The Privy Council has also summarised the law in respect of remoteness of damage for breach of contract in Attorney General of the Virgin Islands v Global Water Associates Ltd.(1)
Background
The BVI government entered into two contracts with Global Water Associates Ltd ("GWA") relating to a proposed water reclamation treatment plant:
- a Design Build Agreement ("DBA") under which GWA agreed to design and build the plant; and
- a Management, Operation and Maintenance Agreement ("MOMA") by which the government engaged GWA to manage, operate and maintain the plant once it had been built pursuant to the DBA.
The government breached the DBA by failing to provide a prepared project site to enable the installation of the plant. As a result, GWA was not able to earn the profits which it would have made during the 12-year term of the MOMA. GWA terminated the DBA and referred a claim for damages for loss of profits under the MOMA to arbitration.
The arbitrators found that GWA's claim for damages related to the MOMA were too remote to be recoverable; the parties had chosen to enter into two separate contracts and an award for damages for breach of the DBA was confined to sums payable for the performance of works under that agreement. Following a series of appeals through the BVI courts, the claim found its way to the Privy Council.
Privy Council decision
The Privy Council found for GWA. The judgment provides an overview of the case law on the remoteness of damage in contract law, including Hadley v Baxendale,(2) Victoria Laundry (Windsor) Ltd v Newman Industries Ltd, (3) and Koufos v C Czarnikow Ltd ("The Heron II"),(4) and summarises the law as follows:
- In principle the purpose of damages for breach of contract is to put the party whose rights have been breached in the same position, so far as money can do so, as if their rights had been observed.

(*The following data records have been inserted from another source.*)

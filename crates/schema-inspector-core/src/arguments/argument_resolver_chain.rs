use crate::arguments::ArgumentResolutionError;
use crate::arguments::ArgumentResolver;
use crate::arguments::ContextValue;
use crate::arguments::ContextValueArgumentResolver;
use crate::arguments::DataFetchingEnvironment;
use crate::arguments::LocalContextValueArgumentResolver;
use crate::arguments::MethodParameter;

/// Delegates to the first resolver that supports a parameter.
#[derive(Default)]
pub struct ArgumentResolverChain {
    resolvers: Vec<Box<dyn ArgumentResolver>>,
}
impl ArgumentResolverChain {
    pub fn new() -> Self {
        Self::default()
    }

    pub fn push(&mut self, resolver: impl ArgumentResolver + 'static) -> &mut Self {
        self.resolvers.push(Box::new(resolver));
        self
    }

    /// A chain with the local and global context value resolvers.
    pub fn with_context_value_resolvers() -> Self {
        let mut chain = Self::new();
        chain
            .push(LocalContextValueArgumentResolver::new())
            .push(ContextValueArgumentResolver::new());
        chain
    }
}

impl ArgumentResolver for ArgumentResolverChain {
    fn supports(&self, parameter: &MethodParameter) -> bool {
        self.resolvers.iter().any(|resolver| resolver.supports(parameter))
    }

    fn resolve(
        &self,
        parameter: &MethodParameter,
        environment: &DataFetchingEnvironment,
    ) -> Result<Option<ContextValue>, ArgumentResolutionError> {
        match self.resolvers.iter().find(|resolver| resolver.supports(parameter)) {
            Some(resolver) => resolver.resolve(parameter, environment),
            None => Err(ArgumentResolutionError::UnsupportedParameter {
                index: parameter.index(),
            }),
        }
    }
}

impl std::fmt::Debug for ArgumentResolverChain {
    fn fmt(&self, f: &mut std::fmt::Formatter<'_>) -> std::fmt::Result {
        f.debug_struct("ArgumentResolverChain")
            .field("len", &self.resolvers.len())
            .finish()
    }
}
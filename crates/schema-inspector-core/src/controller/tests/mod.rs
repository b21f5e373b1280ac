mod controller_registry_tests;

- The party in a breach of contract is entitled to recover only such losses as were reasonably contemplated as liable to result from the breach at the time the contract was made. To be recoverable, the type of loss must have been reasonably contemplated as a serious possibility.
- What was reasonably contemplated depends upon the knowledge which the parties possessed at that time (or which the party who later commits the breach then possessed).
- The test to be applied is an objective one. What must the defendant be taken to have had in their contemplation, rather than what did they actually contemplate? In other words, one assumes that the defendant at the time the contract was made had thought about the consequences of their breach.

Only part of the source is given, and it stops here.